The study of DNA repair is not new. For years scientists have recognized the importance of this process in maintaining the integrity of our genes. For example, when DNA strands that have become separated are not rejoined, the resulting damage can lead to the uncontrolled cell growth that characterizes cancer. In recent years, researchers at other institutions began elucidating the biology of DNA ligases -- the enzymes that rejoin, or "ligate," the separated ends of two DNA strands.

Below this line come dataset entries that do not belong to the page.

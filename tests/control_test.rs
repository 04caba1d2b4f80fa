//! Operator pause, cancel and resume.

mod common;

use common::Harness;
use taskforce::domain::errors::DomainError;
use taskforce::domain::models::{AgentStatus, Directive, PlanItem, SubtaskStatus, TaskStatus};
use taskforce::services::{DirectiveOutcome, StopMode};
use uuid::Uuid;

async fn submit(h: &Harness, directive: Directive) -> Uuid {
    match h.orchestrator.submit_directive(directive).await.unwrap() {
        DirectiveOutcome::Delegated { task_id, .. } => task_id,
        other => panic!("expected delegation, got {other:?}"),
    }
}

#[tokio::test]
async fn test_pause_stops_worker_and_resume_reruns() {
    let h = Harness::new().await;
    let task_id = submit(
        &h,
        Directive::new("Build the metrics exporter").for_department("dev"),
    )
    .await;
    let executor_id = h.task(task_id).await.assigned_agent_id.unwrap();

    h.orchestrator
        .request_stop(task_id, StopMode::Pause)
        .await
        .unwrap();
    assert!(h.wait_for_status(task_id, TaskStatus::Pending).await);
    assert!(!h.spawner.is_running(task_id));
    assert_eq!(h.agent(executor_id).await.status, AgentStatus::Idle);
    assert_eq!(h.notifier.count("Task paused: Build the metrics exporter"), 1);

    let resumed = h.orchestrator.resume(task_id).await.unwrap();
    assert_eq!(resumed.status, TaskStatus::InProgress);
    assert!(h.spawner.is_running(task_id));
    assert_eq!(h.spawner.spawn_count(task_id), 2);

    h.finish_worker(task_id, 0).await;
    assert!(h.wait_for_status(task_id, TaskStatus::Done).await);
}

#[tokio::test]
async fn test_cancel_running_task() {
    let h = Harness::new().await;
    let task_id = submit(
        &h,
        Directive::new("Deploy the preview environment").for_department("operations"),
    )
    .await;

    h.orchestrator
        .request_stop(task_id, StopMode::Cancel)
        .await
        .unwrap();

    assert!(h.wait_for_status(task_id, TaskStatus::Cancelled).await);
    assert!(h.task(task_id).await.completed_at.is_some());
    assert_eq!(
        h.notifier.count("Task cancelled: Deploy the preview environment"),
        1
    );
    assert_eq!(
        h.notifier
            .count("Task failed (exit code 143): Deploy the preview environment"),
        0
    );
}

#[tokio::test]
async fn test_cancel_reaches_delegated_children() {
    let h = Harness::new().await;
    let directive = Directive::new("Build the referral program")
        .for_department("dev")
        .with_plan(vec![
            PlanItem::new("Referral badge artwork").targeting("design"),
            PlanItem::new("Invite email layout").targeting("design"),
        ]);
    let parent_id = submit(&h, directive).await;
    h.finish_worker(parent_id, 0).await;
    let child = h.wait_for_child(parent_id, "design").await;

    let parent = h
        .orchestrator
        .request_stop(parent_id, StopMode::Cancel)
        .await
        .unwrap();
    assert_eq!(parent.status, TaskStatus::Cancelled);

    assert!(h.wait_for_status(child.id, TaskStatus::Cancelled).await);
    let harness = &h;
    let subtasks_blocked = common::wait_until(
        move || async move {
            harness
                .subtasks(parent_id)
                .await
                .iter()
                .all(|s| s.status == SubtaskStatus::Blocked)
        },
        3_000,
    )
    .await;
    assert!(subtasks_blocked);
    for subtask in h.subtasks(parent_id).await {
        assert_eq!(subtask.blocked_reason.as_deref(), Some("cancelled"));
    }
    assert_eq!(h.orchestrator.live_runs().await, 0);
}

#[tokio::test]
async fn test_paused_batch_keeps_its_group_until_resume() {
    let h = Harness::new().await;
    let directive = Directive::new("Build the loyalty dashboard")
        .for_department("dev")
        .with_plan(vec![
            PlanItem::new("Tier badge artwork").targeting("design"),
            PlanItem::new("Dashboard empty states").targeting("design"),
        ]);
    let parent_id = submit(&h, directive).await;
    h.finish_worker(parent_id, 0).await;
    let child = h.wait_for_child(parent_id, "design").await;
    let first_subtask_id = child.metadata.checklist[0].subtask_id;

    let parent = h
        .orchestrator
        .request_stop(parent_id, StopMode::Pause)
        .await
        .unwrap();
    assert_eq!(parent.status, TaskStatus::Review);

    // The terminated child exits non-zero under a pause.
    assert!(h.wait_for_status(child.id, TaskStatus::Pending).await);
    let orchestrator = h.orchestrator.clone();
    let child_id = child.id;
    let released = common::wait_until(
        move || {
            let orchestrator = orchestrator.clone();
            async move { orchestrator.registry().live_run(child_id).await.is_none() }
        },
        3_000,
    )
    .await;
    assert!(released);
    for subtask in h.subtasks(parent_id).await {
        assert_eq!(subtask.status, SubtaskStatus::InProgress);
        assert_eq!(subtask.delegated_task_id, Some(child.id));
    }
    assert!(h
        .orchestrator
        .registry()
        .batch(first_subtask_id, child.id)
        .await
        .is_some());
    assert_eq!(
        h.notifier
            .count("Task failed (exit code 143): [Design] Build the loyalty dashboard"),
        0
    );

    let resumed = h.orchestrator.resume(parent_id).await.unwrap();
    assert_eq!(resumed.status, TaskStatus::Review);
    assert!(h.wait_for_worker(child.id).await);
    assert_eq!(h.spawner.spawn_count(child.id), 2);
    assert_eq!(h.children(parent_id).await.len(), 1);

    h.finish_worker(child.id, 0).await;
    assert!(h.wait_for_status(parent_id, TaskStatus::Done).await);
    assert!(h
        .subtasks(parent_id)
        .await
        .iter()
        .all(|s| s.status == SubtaskStatus::Done));
    assert!(h
        .orchestrator
        .registry()
        .batch(first_subtask_id, child.id)
        .await
        .is_none());
    assert_eq!(
        h.notifier.count("All subtasks are complete: Build the loyalty dashboard"),
        1
    );
    assert_eq!(h.notifier.count("Task completed: Build the loyalty dashboard"), 1);
}

#[tokio::test]
async fn test_resume_reopens_blocked_subtasks() {
    let h = Harness::new().await;
    let directive = Directive::new("Refactor the billing module")
        .for_department("dev")
        .with_plan(vec![PlanItem::new("Split the invoice service")]);
    let task_id = submit(&h, directive).await;
    h.finish_worker(task_id, 1).await;
    assert_eq!(h.subtasks(task_id).await[0].status, SubtaskStatus::Blocked);

    let resumed = h.orchestrator.resume(task_id).await.unwrap();

    assert_eq!(resumed.status, TaskStatus::InProgress);
    let subtask = &h.subtasks(task_id).await[0];
    assert_eq!(subtask.status, SubtaskStatus::Pending);
    assert_eq!(subtask.blocked_reason, None);

    h.finish_worker(task_id, 0).await;
    assert!(h.wait_for_status(task_id, TaskStatus::Done).await);
    assert_eq!(h.subtasks(task_id).await[0].status, SubtaskStatus::Done);
}

#[tokio::test]
async fn test_finished_tasks_reject_controls() {
    let h = Harness::new().await;
    let task_id = submit(
        &h,
        Directive::new("Write the incident summary").for_department("planning"),
    )
    .await;
    h.finish_worker(task_id, 0).await;
    assert!(h.wait_for_status(task_id, TaskStatus::Done).await);

    let err = h
        .orchestrator
        .request_stop(task_id, StopMode::Pause)
        .await
        .unwrap_err();
    assert!(matches!(err, DomainError::InvalidStateTransition { .. }));

    let err = h.orchestrator.resume(task_id).await.unwrap_err();
    assert!(matches!(err, DomainError::InvalidStateTransition { .. }));

    let err = h
        .orchestrator
        .request_stop(Uuid::new_v4(), StopMode::Cancel)
        .await
        .unwrap_err();
    assert!(matches!(err, DomainError::TaskNotFound(_)));
}
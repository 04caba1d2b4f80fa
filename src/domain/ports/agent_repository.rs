//! Agent repository port.

use async_trait::async_trait;
use uuid::Uuid;

use crate::domain::errors::DomainResult;
use crate::domain::models::{Agent, AgentRole, AgentStatus};

/// Filter criteria for listing agents.
#[derive(Debug, Clone, Default)]
pub struct AgentFilter {
    pub department_id: Option<String>,
    pub role: Option<AgentRole>,
    pub status: Option<AgentStatus>,
}

/// Repository interface for Agent persistence.
#[async_trait]
pub trait AgentRepository: Send + Sync {
    async fn create(&self, agent: &Agent) -> DomainResult<()>;

    async fn get(&self, id: Uuid) -> DomainResult<Option<Agent>>;

    async fn update(&self, agent: &Agent) -> DomainResult<()>;

    async fn list(&self, filter: AgentFilter) -> DomainResult<Vec<Agent>>;

    /// Agents whose current task is `task_id`.
    async fn holding_task(&self, task_id: Uuid) -> DomainResult<Vec<Agent>>;
}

Less is known, however, about the structure and mechanism of action of RNA ligases. Dr. Shuman has been a leader in exploring the enzymes that modify RNA, and he has collaborated for several years with Dr. Lima in analyzing their structures and mechanisms. While working in the Shuman and Lima labs, Mr. Nandakumar had been studying how the Rnl2 enzyme works. In an effort to better visualize what this ligase looks like in action, he performed x-ray crystallography studies to generate images of the enzyme at work. (X-ray crystallography is a technique in which the three-dimensional structure of molecules is determined by means of diffraction patterns that are produced when a beam of x-rays is directed at crystals of a molecule.)
What the scientists produced were detailed three-dimensional images demonstrating how Rnl2 prompts the release of phosphate groups from ATP (an energy source for the repair reaction) and how Rnl2 then recognizes a "nick" in a broken RNA strand and seals the broken ends back together.
It is the first time that anyone has shown how a ligase of any type is involved in all three steps of such a critical process. "We found that this process itself is very subtle and that the geometric changes that occur are actually quite subtle too," said Dr. Lima. "We didn't expect it to be so simple and yet so elegant."